Among the records below, find each line containing the word "over" and copy it.

Collected data entries:
____________________
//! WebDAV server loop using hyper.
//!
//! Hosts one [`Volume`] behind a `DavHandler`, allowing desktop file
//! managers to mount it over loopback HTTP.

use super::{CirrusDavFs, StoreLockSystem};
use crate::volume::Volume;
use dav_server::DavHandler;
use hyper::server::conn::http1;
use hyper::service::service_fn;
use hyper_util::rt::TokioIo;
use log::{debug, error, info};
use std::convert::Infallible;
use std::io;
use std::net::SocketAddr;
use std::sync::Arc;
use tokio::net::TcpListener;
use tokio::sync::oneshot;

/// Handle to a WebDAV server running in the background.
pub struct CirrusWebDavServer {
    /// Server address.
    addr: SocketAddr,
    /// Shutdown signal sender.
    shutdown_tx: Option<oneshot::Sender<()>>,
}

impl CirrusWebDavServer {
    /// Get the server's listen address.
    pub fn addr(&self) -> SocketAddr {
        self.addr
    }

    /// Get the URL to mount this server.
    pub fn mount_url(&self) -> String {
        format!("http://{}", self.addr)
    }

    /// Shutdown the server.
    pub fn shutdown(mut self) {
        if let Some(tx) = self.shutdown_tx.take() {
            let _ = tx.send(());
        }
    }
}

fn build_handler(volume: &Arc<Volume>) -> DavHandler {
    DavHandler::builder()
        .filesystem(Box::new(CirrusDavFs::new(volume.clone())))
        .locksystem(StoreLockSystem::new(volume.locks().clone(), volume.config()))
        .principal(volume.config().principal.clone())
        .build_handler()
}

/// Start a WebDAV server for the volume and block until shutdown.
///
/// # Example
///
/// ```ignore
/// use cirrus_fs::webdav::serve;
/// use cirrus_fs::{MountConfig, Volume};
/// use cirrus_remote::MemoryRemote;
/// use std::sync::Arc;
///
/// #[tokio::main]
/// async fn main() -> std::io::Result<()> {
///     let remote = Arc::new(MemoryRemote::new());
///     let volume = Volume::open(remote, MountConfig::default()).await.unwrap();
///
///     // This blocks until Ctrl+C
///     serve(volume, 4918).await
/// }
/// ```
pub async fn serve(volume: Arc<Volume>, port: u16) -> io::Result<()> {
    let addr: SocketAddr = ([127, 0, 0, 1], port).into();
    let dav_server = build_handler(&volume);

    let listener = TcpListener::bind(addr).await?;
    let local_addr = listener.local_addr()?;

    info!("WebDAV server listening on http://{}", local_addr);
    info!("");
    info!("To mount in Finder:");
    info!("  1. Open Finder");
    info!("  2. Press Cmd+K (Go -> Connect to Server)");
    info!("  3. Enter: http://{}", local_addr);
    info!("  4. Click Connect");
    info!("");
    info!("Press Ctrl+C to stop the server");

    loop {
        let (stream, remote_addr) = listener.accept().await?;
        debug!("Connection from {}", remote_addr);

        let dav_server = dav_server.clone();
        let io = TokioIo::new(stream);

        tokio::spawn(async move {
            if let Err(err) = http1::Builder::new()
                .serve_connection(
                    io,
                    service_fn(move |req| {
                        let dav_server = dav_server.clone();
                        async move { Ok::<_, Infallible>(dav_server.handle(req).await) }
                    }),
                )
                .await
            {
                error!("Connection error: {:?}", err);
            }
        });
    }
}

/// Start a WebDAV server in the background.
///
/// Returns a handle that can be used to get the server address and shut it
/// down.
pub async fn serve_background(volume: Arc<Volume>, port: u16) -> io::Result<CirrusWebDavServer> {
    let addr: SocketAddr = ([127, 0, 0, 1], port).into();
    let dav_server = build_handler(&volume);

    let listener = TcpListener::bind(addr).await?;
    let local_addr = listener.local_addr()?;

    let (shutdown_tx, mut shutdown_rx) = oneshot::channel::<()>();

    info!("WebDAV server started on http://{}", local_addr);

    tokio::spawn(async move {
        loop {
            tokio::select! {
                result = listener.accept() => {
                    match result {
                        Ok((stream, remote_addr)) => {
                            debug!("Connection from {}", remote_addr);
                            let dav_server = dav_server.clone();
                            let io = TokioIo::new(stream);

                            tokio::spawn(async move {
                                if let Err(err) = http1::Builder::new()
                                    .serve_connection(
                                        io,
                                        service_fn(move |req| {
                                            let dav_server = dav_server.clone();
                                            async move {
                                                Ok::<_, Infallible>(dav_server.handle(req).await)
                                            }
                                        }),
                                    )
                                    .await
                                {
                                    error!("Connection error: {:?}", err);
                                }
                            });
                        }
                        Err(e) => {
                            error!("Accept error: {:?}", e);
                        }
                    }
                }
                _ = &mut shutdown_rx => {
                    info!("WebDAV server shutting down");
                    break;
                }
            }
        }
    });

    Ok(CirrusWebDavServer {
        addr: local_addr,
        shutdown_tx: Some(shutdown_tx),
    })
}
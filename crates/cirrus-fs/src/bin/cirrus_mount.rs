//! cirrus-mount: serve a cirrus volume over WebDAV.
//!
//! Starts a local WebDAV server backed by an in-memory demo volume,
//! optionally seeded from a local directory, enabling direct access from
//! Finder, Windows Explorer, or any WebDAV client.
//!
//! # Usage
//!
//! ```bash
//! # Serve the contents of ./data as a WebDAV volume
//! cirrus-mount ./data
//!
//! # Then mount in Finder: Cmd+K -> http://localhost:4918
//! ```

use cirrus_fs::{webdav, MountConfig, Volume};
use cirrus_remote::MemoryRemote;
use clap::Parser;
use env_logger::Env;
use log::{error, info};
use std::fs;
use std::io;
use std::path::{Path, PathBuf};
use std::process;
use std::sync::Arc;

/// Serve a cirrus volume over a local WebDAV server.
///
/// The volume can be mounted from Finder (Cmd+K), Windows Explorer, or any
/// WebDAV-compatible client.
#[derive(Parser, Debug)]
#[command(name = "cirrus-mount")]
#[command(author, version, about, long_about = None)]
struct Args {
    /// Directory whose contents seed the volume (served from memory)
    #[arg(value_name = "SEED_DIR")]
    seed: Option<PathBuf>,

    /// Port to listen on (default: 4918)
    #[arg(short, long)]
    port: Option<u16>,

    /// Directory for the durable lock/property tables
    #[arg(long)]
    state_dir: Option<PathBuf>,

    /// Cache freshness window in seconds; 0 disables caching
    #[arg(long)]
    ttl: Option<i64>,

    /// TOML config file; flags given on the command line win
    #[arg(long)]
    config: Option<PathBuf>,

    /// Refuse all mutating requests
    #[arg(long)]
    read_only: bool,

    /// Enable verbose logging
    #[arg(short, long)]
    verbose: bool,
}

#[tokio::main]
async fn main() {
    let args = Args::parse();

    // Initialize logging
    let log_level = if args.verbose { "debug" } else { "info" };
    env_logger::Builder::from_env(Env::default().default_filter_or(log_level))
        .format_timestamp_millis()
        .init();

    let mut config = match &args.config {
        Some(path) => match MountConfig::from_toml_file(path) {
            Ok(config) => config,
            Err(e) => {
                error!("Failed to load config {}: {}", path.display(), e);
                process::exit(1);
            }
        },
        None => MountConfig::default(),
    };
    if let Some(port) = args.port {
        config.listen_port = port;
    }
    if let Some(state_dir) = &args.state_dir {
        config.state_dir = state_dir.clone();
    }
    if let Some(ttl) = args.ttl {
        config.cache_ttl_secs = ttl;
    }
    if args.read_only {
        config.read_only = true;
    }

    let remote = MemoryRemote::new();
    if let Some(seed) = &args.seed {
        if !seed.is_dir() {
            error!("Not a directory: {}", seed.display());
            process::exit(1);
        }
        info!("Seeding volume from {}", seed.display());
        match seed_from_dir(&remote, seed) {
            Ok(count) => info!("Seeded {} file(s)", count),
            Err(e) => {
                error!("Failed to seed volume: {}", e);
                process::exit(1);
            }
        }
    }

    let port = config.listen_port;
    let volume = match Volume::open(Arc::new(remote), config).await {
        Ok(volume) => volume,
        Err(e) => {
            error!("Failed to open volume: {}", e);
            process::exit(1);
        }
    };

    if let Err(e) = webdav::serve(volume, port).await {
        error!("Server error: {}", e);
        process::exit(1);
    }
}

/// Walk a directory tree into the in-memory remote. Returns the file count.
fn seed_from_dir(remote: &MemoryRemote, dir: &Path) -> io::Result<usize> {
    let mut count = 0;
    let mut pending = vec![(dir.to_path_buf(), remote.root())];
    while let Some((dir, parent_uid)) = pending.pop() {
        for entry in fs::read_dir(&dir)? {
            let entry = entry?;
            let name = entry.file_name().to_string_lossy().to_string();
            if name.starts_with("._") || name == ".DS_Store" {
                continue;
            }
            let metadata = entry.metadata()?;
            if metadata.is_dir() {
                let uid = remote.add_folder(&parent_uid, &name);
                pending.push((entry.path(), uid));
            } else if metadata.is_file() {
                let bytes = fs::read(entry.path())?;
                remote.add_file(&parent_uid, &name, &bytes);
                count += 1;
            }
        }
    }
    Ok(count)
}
____________________
** Expected answer **
//! managers to mount it over loopback HTTP.
//! cirrus-mount: serve a cirrus volume over WebDAV.
/// Serve a cirrus volume over a local WebDAV server.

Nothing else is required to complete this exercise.